その名前を出した瞬間、確かに山南さんの瞳が揺れた。けれどそれはほんの一瞬ですぐにいつもの正体を掴ませない笑みが覆う。
「一般論ですよ。彼女は関係ない」
山南さんが公には死亡扱いとなることが決まったあの夜。どこからその話が漏れたのか、前川邸の西にある部屋の窓格子を叩いたのが明里さんだった。
明里さんは島原の天神だった人で、その頃から山南さんの馴染みだった女性だ。今は普通の女性として暮らしている。身請けしたのは、他でもない山南さんだ。

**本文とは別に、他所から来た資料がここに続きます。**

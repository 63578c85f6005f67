//! Unit and building records
//!
//! Unit types come from name keywords, race and classification; the checks
//! run in a fixed order and the first that applies decides.

use std::collections::{BTreeMap, HashMap};

use crate::model::{Building, DamageRange, RawBuilding, RawUnit, Unit, UnitType};
use crate::report::Report;
use crate::text::{convert_icon_path, normalize_name, SlugAllocator};

// ============================================================================
// Unit typing
// ============================================================================

const BUILDING_KEYWORDS: &[&str] = &[
    "hut", "totem", "fire", "beacon", "tower", "house", "lodge", "workshop", "armory", "forge",
    "tannery", "pot", "ward", "kit", "hatchery",
];

const BUILDING_CLASSIFICATIONS: &[&str] = &["townhall", "structure", "mechanical", "sapper"];

const ANIMAL_KEYWORDS: &[&str] = &[
    "deer", "bear", "wolf", "panther", "tiger", "elk", "boar", "bird", "snake", "fish", "beast",
    "creature", "animal", "fawn", "dragon", "hatchling", "tamed",
];

/// Troll forms whose names would otherwise read as animals
const ANIMAL_EXCLUSIONS: &[&str] = &["form", "trap", "beastmaster", "dire wolf", "dire bear"];

const HAWK_ANIMALS: &[&str] = &["hawk hatchling", "tamed hawk", "alpha hawk"];

const BOSS_KEYWORDS: &[&str] = &["boss", "ancient", "lord", "tyrant", "hydra", "alligator"];

const NON_TROLL_KEYWORDS: &[&str] = &[
    "merchant", "ship", "transport", "afterimage", "random", "repick", "picker",
];

const TROLL_CLASS_KEYWORDS: &[&str] = &[
    "hunter",
    "mage",
    "priest",
    "thief",
    "scout",
    "gatherer",
    "beastmaster",
    "warrior",
    "champion",
    "gurubashi",
    "tracker",
    "trapper",
    "spy",
    "elementalist",
    "hypnotist",
    "dreamwalker",
    "dementia",
    "booster",
    "healer",
    "sage",
    "druid",
    "rogue",
    "escape artist",
    "contortionist",
    "assassin",
    "herb master",
    "alchemist",
    "form",
    "dire wolf",
    "dire bear",
    "hawk",
    "jungle tyrant",
];

fn contains_any(text: &str, keywords: &[&str]) -> bool {
    keywords.iter().any(|k| text.contains(k))
}

/// Coarse unit type from name, race and classification
pub fn determine_unit_type(name: &str, race: &str, classification: &str) -> UnitType {
    let name = name.to_lowercase();
    let race = race.to_lowercase();
    let classification = classification.to_lowercase();

    if name.contains("unit_dummy_item_reward") || name.starts_with("unit dummy item reward") {
        return UnitType::UnitDummyItemReward;
    }
    if name.contains("dummy") {
        return UnitType::Dummy;
    }

    let has_building_keyword = contains_any(&name, BUILDING_KEYWORDS);
    if !name.contains("living clay")
        && (contains_any(&classification, BUILDING_CLASSIFICATIONS)
            || contains_any(&name, &["indicator", "holder", "altar"])
            || has_building_keyword)
    {
        return UnitType::Building;
    }

    let hawk_animal = contains_any(&name, HAWK_ANIMALS);
    if !contains_any(&name, ANIMAL_EXCLUSIONS)
        && (contains_any(&name, ANIMAL_KEYWORDS) || race == "creeps" || hawk_animal)
    {
        return UnitType::Animal;
    }

    if name == "the one" {
        return UnitType::Boss;
    }
    if !contains_any(&name, &["beastmaster", "jungle tyrant"])
        && (contains_any(&name, BOSS_KEYWORDS) || classification.contains("ancient"))
    {
        return UnitType::Boss;
    }

    let non_troll = contains_any(&name, NON_TROLL_KEYWORDS);
    if non_troll {
        return UnitType::Other;
    }
    let trap = name.contains("trap") && !name.contains("trapper");
    if trap {
        return UnitType::Other;
    }

    if name.contains("troll") && !contains_any(&name, &["hut", "totem", "fire", "merchant", "ship"]) {
        return UnitType::Troll;
    }

    if (contains_any(&name, TROLL_CLASS_KEYWORDS) || race == "orc")
        && !hawk_animal
        && !name.contains("dire bear bee")
        && !has_building_keyword
    {
        return UnitType::Troll;
    }

    UnitType::Other
}

/// Units that only exist to drive map mechanics
fn is_gameplay_unit(name: &str) -> bool {
    let lower = name.to_lowercase();
    !contains_any(&lower, &["indicator", "holder", "recipe"])
}

fn non_empty(text: &str) -> Option<String> {
    let text = text.trim();
    (!text.is_empty()).then(|| text.to_string())
}

fn damage_range(base: Option<f64>, dice: Option<f64>) -> Option<DamageRange> {
    if base.is_none() && dice.is_none() {
        return None;
    }
    let min = base.unwrap_or(0.0);
    Some(DamageRange {
        min,
        max: min + dice.unwrap_or(0.0),
    })
}

pub fn unit_from_raw(raw: &RawUnit, slug: String, name: String, unit_type: UnitType) -> Unit {
    Unit {
        slug,
        id: raw.id.clone(),
        name,
        unit_type: Some(unit_type),
        tooltip: non_empty(&raw.tooltip),
        icon_path: convert_icon_path(&raw.icon),
        race: non_empty(&raw.race),
        classification: non_empty(&raw.classification),
        strength: raw.strength,
        agility: raw.agility,
        intelligence: raw.intelligence,
        strength_per_level: raw.strength_per_level,
        agility_per_level: raw.agility_per_level,
        intelligence_per_level: raw.intelligence_per_level,
        hp: raw.hp,
        mana: raw.mana,
        armor: raw.armor,
        damage: damage_range(raw.damage_base, raw.damage_dice),
        attack_cooldown: raw.attack_cooldown,
        attack_range: raw.attack_range,
        acquisition_range: raw.acquisition_range,
        attack_type: non_empty(&raw.attack_type),
        defense_type: non_empty(&raw.defense_type),
        move_speed: raw.move_speed,
        turn_rate: raw.turn_rate,
        collision_size: raw.collision_size,
        sight_range_day: raw.sight_range_day,
        sight_range_night: raw.sight_range_night,
        gold_cost: raw.gold_cost,
        lumber_cost: raw.lumber_cost,
        food_cost: raw.food_cost,
        build_time: raw.build_time,
        abilities: Vec::new(),
        flags: raw.flags,
        base_class: None,
        craftable_items: Vec::new(),
    }
}

/// Building records keyed every way a unit may refer to one
fn buildings_by_key(buildings: &[Building]) -> HashMap<String, &Building> {
    let mut map = HashMap::new();
    for building in buildings {
        let keys = [
            building.unit_id.to_lowercase(),
            building.name.to_lowercase(),
            normalize_name(&building.name),
        ];
        for key in keys.into_iter().filter(|k| !k.is_empty()) {
            map.entry(key).or_insert(building);
        }
    }
    map
}

/// Build unit records in archive order.
///
/// Mechanic-only units (indicators, holders, recipe dummies) are left out.
/// Item reward dummies are renamed `UDIR_<n>`, numbered per distinct id in
/// encounter order. Building units pick up the craftable items of the
/// matching building record; class units pick up their base class from the
/// class table.
pub fn link_units(
    raw: &[RawUnit],
    buildings: &[Building],
    base_classes: &BTreeMap<String, String>,
    abilities_by_code: &BTreeMap<String, String>,
    report: &mut Report,
) -> Vec<Unit> {
    let building_keys = buildings_by_key(buildings);
    let mut slugs = SlugAllocator::new();
    let mut udir: HashMap<String, usize> = HashMap::new();
    let mut units = Vec::with_capacity(raw.len());

    for source in raw {
        let name = source.name.trim();
        if name.is_empty() {
            report.malformed(format!("units:{}", source.id), "unit without name");
            continue;
        }
        if !is_gameplay_unit(name) {
            continue;
        }

        let unit_type = determine_unit_type(name, &source.race, &source.classification);
        let name = if unit_type == UnitType::UnitDummyItemReward {
            let next = udir.len() + 1;
            let n = *udir.entry(source.id.clone()).or_insert(next);
            format!("UDIR_{}", n)
        } else {
            name.to_string()
        };

        let slug = slugs.allocate(&name);
        let mut unit = unit_from_raw(source, slug, name, unit_type);

        for code in &source.abilities {
            let code = crate::extract::script::raw_ability_id(code);
            if let Some(ability) = abilities_by_code.get(code) {
                if !unit.abilities.contains(ability) {
                    unit.abilities.push(ability.clone());
                }
            }
        }

        if unit_type == UnitType::Building {
            let matched = building_keys
                .get(&unit.id.to_lowercase())
                .or_else(|| building_keys.get(&normalize_name(&unit.name)));
            if let Some(building) = matched {
                unit.craftable_items = building.craftable_items.clone();
            }
        }

        unit.base_class = base_classes
            .get(&unit.name)
            .or_else(|| base_classes.get(&unit.name.to_lowercase()))
            .cloned();

        units.push(unit);
    }

    tracing::info!(count = units.len(), "linked units");
    units
}

// ============================================================================
// Buildings
// ============================================================================

pub fn building_from_raw(raw: &RawBuilding, slug: String) -> Building {
    Building {
        slug,
        unit_id: raw.id.clone(),
        name: raw.name.trim().to_string(),
        description: non_empty(&raw.description),
        tooltip: non_empty(&raw.tooltip),
        icon_path: convert_icon_path(&raw.icon),
        hp: raw.hp,
        armor: raw.armor,
        build_time: raw.build_time,
        gold_cost: raw.gold_cost,
        lumber_cost: raw.lumber_cost,
        repair_cost: raw.repair_cost,
        repair_time: raw.repair_time,
        supply_provided: raw.supply_provided,
        supply_used: raw.supply_used,
        abilities: Vec::new(),
        craftable_items: Vec::new(),
    }
}

pub fn link_buildings(
    raw: &[RawBuilding],
    abilities_by_code: &BTreeMap<String, String>,
    report: &mut Report,
) -> Vec<Building> {
    let mut slugs = SlugAllocator::new();
    let mut buildings = Vec::with_capacity(raw.len());
    for source in raw {
        if source.name.trim().is_empty() {
            report.malformed(format!("buildings:{}", source.id), "building without name");
            continue;
        }
        let slug = slugs.allocate(&source.name);
        let mut building = building_from_raw(source, slug);
        for code in &source.abilities {
            let code = crate::extract::script::raw_ability_id(code);
            if let Some(ability) = abilities_by_code.get(code) {
                if !building.abilities.contains(ability) {
                    building.abilities.push(ability.clone());
                }
            }
        }
        buildings.push(building);
    }
    tracing::info!(count = buildings.len(), "linked buildings");
    buildings
}

#[cfg(test)]
mod tests {
    use super::*;

    #[test]
    fn test_unit_types() {
        let cases = [
            ("Unit Dummy Item Reward", "", "", UnitType::UnitDummyItemReward),
            ("Dummy Caster", "", "", UnitType::Dummy),
            ("Mud Hut", "", "", UnitType::Building),
            ("Living Clay", "", "", UnitType::Other),
            ("Stone Block", "", "structure", UnitType::Building),
            ("Elk", "", "", UnitType::Animal),
            ("Hawk Hatchling", "", "", UnitType::Animal),
            ("Wild Thing", "creeps", "", UnitType::Animal),
            ("Dire Wolf", "", "", UnitType::Troll),
            ("The One", "", "", UnitType::Boss),
            ("Hydra", "", "", UnitType::Boss),
            ("Jungle Tyrant", "", "", UnitType::Troll),
            ("Trade Ship Captain", "", "", UnitType::Other),
            ("Bear Trap", "", "", UnitType::Other),
            ("Trapper", "", "", UnitType::Troll),
            ("Troll", "", "", UnitType::Troll),
            ("Somebody", "orc", "", UnitType::Troll),
            ("Somebody", "human", "", UnitType::Other),
        ];
        for (name, race, classification, expected) in cases {
            assert_eq!(
                determine_unit_type(name, race, classification),
                expected,
                "{}",
                name
            );
        }
    }

    fn raw_unit(id: &str, name: &str) -> RawUnit {
        RawUnit {
            id: id.into(),
            name: name.into(),
            ..Default::default()
        }
    }

    #[test]
    fn test_udir_and_filters() {
        let raw = vec![
            raw_unit("u000", "Unit Dummy Item Reward"),
            raw_unit("u001", "unit_dummy_item_reward_2"),
            raw_unit("u000", "Unit Dummy Item Reward"),
            raw_unit("u002", "Fire Indicator"),
            raw_unit("u003", ""),
        ];
        let mut report = Report::new();
        let units = link_units(&raw, &[], &BTreeMap::new(), &BTreeMap::new(), &mut report);
        let names: Vec<_> = units.iter().map(|u| u.name.as_str()).collect();
        assert_eq!(names, vec!["UDIR_1", "UDIR_2", "UDIR_1"]);
        let slugs: Vec<_> = units.iter().map(|u| u.slug.as_str()).collect();
        assert_eq!(slugs, vec!["udir-1", "udir-2", "udir-1-2"]);
        assert_eq!(report.count(crate::report::IssueKind::MalformedRecord), 1);
    }

    #[test]
    fn test_damage_craftables_base_class() {
        let mut hut = raw_unit("h001", "Workshop");
        hut.damage_base = Some(4.0);
        hut.damage_dice = Some(3.0);
        let hunter = raw_unit("H000", "Tracker");

        let buildings = vec![Building {
            slug: "workshop".into(),
            unit_id: "h001".into(),
            name: "Workshop".into(),
            craftable_items: vec!["iron-axe".into()],
            ..Default::default()
        }];
        let base_classes: BTreeMap<String, String> =
            [("Tracker".to_string(), "hunter".to_string())].into_iter().collect();

        let mut report = Report::new();
        let units = link_units(
            &[hut, hunter],
            &buildings,
            &base_classes,
            &BTreeMap::new(),
            &mut report,
        );

        assert_eq!(units[0].unit_type, Some(UnitType::Building));
        assert_eq!(units[0].damage, Some(DamageRange { min: 4.0, max: 7.0 }));
        assert_eq!(units[0].craftable_items, vec!["iron-axe"]);
        assert_eq!(units[1].damage, None);
        assert_eq!(units[1].base_class.as_deref(), Some("hunter"));
    }
}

島原の女性を身請けする意味を知らないわけじゃない。そして、山南さんが気まぐれや善意でそれをする人じゃないってことも知っている。なによりも、二人を見ていれば、そこにどんな感情があってどんな関係だったのかなんて馬鹿でも分かる。
羅刹となり夜の世界のものとして生きる事になった山南さんに、生前のものとの接触は許されない。
でも山南さんがそうしたのは、そんな当たり前な理由じゃなく、きっと。
右手の感覚がないことに気付き、それでやっと自分がそうなるほどに手を握り締めていたことに気付く。改めて自分の意思で強く握り締めなおしながら、「でも」とオレは言い募った。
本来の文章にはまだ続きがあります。